### Task objective
Scan the entries for the word "model" and report how many lines contain it, as a number with no other words.

### Data provided

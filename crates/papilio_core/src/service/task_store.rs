//! Per-domain checklist store.
//!
//! # Responsibility
//! - Own the task collection and answer per-domain queries.
//! - Persist the full collection after every mutation.
//! - Derive the completion counter ("points") from task state.
//!
//! # Invariants
//! - Newest tasks come first; relative order is otherwise stable.
//! - Task ids are unique within the collection.
//! - `completion_count()` always equals the number of completed tasks.
//! - Invalid input and unknown ids are no-ops, never errors.

use crate::model::domain::{DomainCatalog, DOMAIN_COUNT};
use crate::model::task::{Task, TaskId};
use crate::repo::kv_store::{KeyValueStore, StorageKeys};
use crate::repo::persistence::PersistenceAdapter;
use crate::service::id_gen::{now_epoch_ms, IdGenerator, SystemIdGenerator};
use log::{debug, error, info, warn};
use serde::Serialize;
use std::collections::HashSet;

const MAX_ID_ATTEMPTS: usize = 8;

/// Completion summary for one domain.
#[derive(Debug, Clone, Copy, PartialEq, Eq, Default, Serialize)]
pub struct DomainStats {
    pub total: usize,
    pub completed: usize,
    /// Rounded completion percentage, `0` for an empty domain.
    pub percent: u8,
}

impl DomainStats {
    pub fn new(total: usize, completed: usize) -> Self {
        Self {
            total,
            completed,
            percent: rounded_percent(completed, total),
        }
    }
}

/// Rounds `completed / total * 100` half-up, defined as `0` when `total == 0`.
pub fn rounded_percent(completed: usize, total: usize) -> u8 {
    if total == 0 {
        return 0;
    }
    let completed = completed.min(total);
    ((completed * 200 + total) / (2 * total)) as u8
}

/// Task collection bound to one persisted record.
pub struct TaskStore<S: KeyValueStore> {
    persistence: PersistenceAdapter<S>,
    tasks_key: String,
    tasks: Vec<Task>,
    ids: Box<dyn IdGenerator + Send>,
}

impl<S: KeyValueStore> TaskStore<S> {
    /// Creates an empty store; call `load` to hydrate it.
    pub fn new(store: S, keys: &StorageKeys) -> Self {
        Self {
            persistence: PersistenceAdapter::new(store),
            tasks_key: keys.tasks(),
            tasks: Vec::new(),
            ids: Box::new(SystemIdGenerator),
        }
    }

    /// Creates a store and hydrates it from persisted state.
    pub fn open(store: S, keys: &StorageKeys) -> Self {
        let mut task_store = Self::new(store, keys);
        task_store.load();
        task_store
    }

    /// Replaces the id source, mainly for deterministic tests.
    pub fn with_id_generator(mut self, ids: impl IdGenerator + Send + 'static) -> Self {
        self.ids = Box::new(ids);
        self
    }

    /// Hydrates the collection, dropping malformed or duplicate entries.
    ///
    /// An unparsable blob yields an empty collection.
    pub fn load(&mut self) {
        let raw: Vec<serde_json::Value> = self.persistence.load(&self.tasks_key);
        let stored = raw.len();
        let mut seen = HashSet::new();
        let mut tasks = Vec::with_capacity(stored);

        for value in raw {
            let Ok(mut task) = serde_json::from_value::<Task>(value) else {
                continue;
            };
            task.normalize_text();
            if task.validate().is_err() || !seen.insert(task.id.clone()) {
                continue;
            }
            tasks.push(task);
        }

        let dropped = stored - tasks.len();
        if dropped > 0 {
            warn!(
                "event=tasks_load module=service status=partial loaded={} dropped={}",
                tasks.len(),
                dropped
            );
        } else {
            info!(
                "event=tasks_load module=service status=ok loaded={}",
                tasks.len()
            );
        }
        self.tasks = tasks;
    }

    /// Adds an open task at the head of the collection.
    ///
    /// Returns `None` (and changes nothing) for blank text or an unknown domain.
    pub fn add(&mut self, domain_slug: &str, text: &str) -> Option<TaskId> {
        if text.trim().is_empty() || !DomainCatalog::contains(domain_slug) {
            debug!("event=task_add module=service status=skip domain={domain_slug}");
            return None;
        }

        let id = self.fresh_id()?;
        let task = Task::from_input(id, domain_slug, text, now_epoch_ms())?;
        let id = task.id.clone();
        self.tasks.insert(0, task);
        self.persist("task_add");
        Some(id)
    }

    /// Flips completion of `id` and returns the new state.
    pub fn toggle(&mut self, id: &str) -> Option<bool> {
        let Some(task) = self.tasks.iter_mut().find(|task| task.id == id) else {
            debug!("event=task_toggle module=service status=skip reason=not_found");
            return None;
        };
        let completed = task.toggle();
        self.persist("task_toggle");
        Some(completed)
    }

    /// Deletes `id` and returns the removed task.
    pub fn remove(&mut self, id: &str) -> Option<Task> {
        let Some(index) = self.tasks.iter().position(|task| task.id == id) else {
            debug!("event=task_remove module=service status=skip reason=not_found");
            return None;
        };
        let removed = self.tasks.remove(index);
        self.persist("task_remove");
        Some(removed)
    }

    /// Tasks of one domain in stored order.
    pub fn tasks_for(&self, domain_slug: &str) -> Vec<&Task> {
        self.tasks
            .iter()
            .filter(|task| task.domain_slug == domain_slug)
            .collect()
    }

    pub fn stats_for(&self, domain_slug: &str) -> DomainStats {
        let (total, completed) = self
            .tasks
            .iter()
            .filter(|task| task.domain_slug == domain_slug)
            .fold((0, 0), |(total, completed), task| {
                (total + 1, completed + usize::from(task.completed))
            });
        DomainStats::new(total, completed)
    }

    /// Stats for every domain, in wheel order.
    pub fn all_stats(&self) -> Vec<DomainStats> {
        let mut counts = [(0_usize, 0_usize); DOMAIN_COUNT];
        for task in &self.tasks {
            if let Some(index) = DomainCatalog::position(&task.domain_slug) {
                counts[index].0 += 1;
                counts[index].1 += usize::from(task.completed);
            }
        }
        counts
            .iter()
            .map(|&(total, completed)| DomainStats::new(total, completed))
            .collect()
    }

    /// Derived points: number of completed tasks across all domains.
    pub fn completion_count(&self) -> usize {
        self.tasks.iter().filter(|task| task.completed).count()
    }

    pub fn get(&self, id: &str) -> Option<&Task> {
        self.tasks.iter().find(|task| task.id == id)
    }

    pub fn tasks(&self) -> &[Task] {
        &self.tasks
    }

    pub fn len(&self) -> usize {
        self.tasks.len()
    }

    pub fn is_empty(&self) -> bool {
        self.tasks.is_empty()
    }

    pub fn persistence(&self) -> &PersistenceAdapter<S> {
        &self.persistence
    }

    fn fresh_id(&mut self) -> Option<TaskId> {
        for _ in 0..MAX_ID_ATTEMPTS {
            let id = self.ids.generate();
            if !id.trim().is_empty() && self.get(&id).is_none() {
                return Some(id);
            }
        }
        error!("event=task_add module=service status=error error_code=id_exhausted");
        None
    }

    fn persist(&mut self, event: &'static str) {
        match self.persistence.save(&self.tasks_key, &self.tasks) {
            Ok(()) => info!(
                "event={event} module=service status=ok tasks={} points={}",
                self.tasks.len(),
                self.completion_count()
            ),
            // In-memory state stays authoritative; the next mutation rewrites everything.
            Err(err) => error!(
                "event={event} module=service status=error error_code=persist_failed error={err}"
            ),
        }
    }
}
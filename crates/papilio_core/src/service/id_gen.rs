//! Task id generation.
//!
//! Primary strategy is a v4 UUID from OS randomness. When the OS generator
//! fails, ids fall back to `<epoch-ms hex>-<random hex>` drawn from a
//! time-seeded PRNG, which is unique enough for a single local writer.

use crate::model::task::TaskId;
use log::warn;
use rand::rngs::{OsRng, StdRng};
use rand::{Rng, SeedableRng, TryRngCore};
use std::sync::atomic::{AtomicU64, Ordering};
use std::time::{SystemTime, UNIX_EPOCH};
use uuid::Builder;

static FALLBACK_SEQUENCE: AtomicU64 = AtomicU64::new(0);

/// Source of fresh task ids.
pub trait IdGenerator {
    fn generate(&mut self) -> TaskId;
}

/// Default generator backed by `generate_id`.
#[derive(Debug, Clone, Copy, Default)]
pub struct SystemIdGenerator;

impl IdGenerator for SystemIdGenerator {
    fn generate(&mut self) -> TaskId {
        generate_id()
    }
}

/// Returns a fresh id, preferring a random UUID.
pub fn generate_id() -> TaskId {
    let mut bytes = [0_u8; 16];
    match OsRng.try_fill_bytes(&mut bytes) {
        Ok(()) => Builder::from_random_bytes(bytes).into_uuid().to_string(),
        Err(err) => {
            warn!("event=id_generate module=service status=fallback error={err}");
            fallback_id()
        }
    }
}

/// Builds a time+random id without touching OS randomness.
pub fn fallback_id() -> TaskId {
    let now_ms = now_epoch_ms();
    let sequence = FALLBACK_SEQUENCE.fetch_add(1, Ordering::Relaxed);
    let seed = (now_ms as u64) ^ sequence.rotate_left(32) ^ u64::from(std::process::id());
    let random: u64 = StdRng::seed_from_u64(seed).random();
    format!("{now_ms:x}-{random:016x}")
}

/// Current wall-clock time in Unix epoch milliseconds.
pub fn now_epoch_ms() -> i64 {
    SystemTime::now()
        .duration_since(UNIX_EPOCH)
        .map_or(0, |elapsed| elapsed.as_millis() as i64)
}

### Written response
3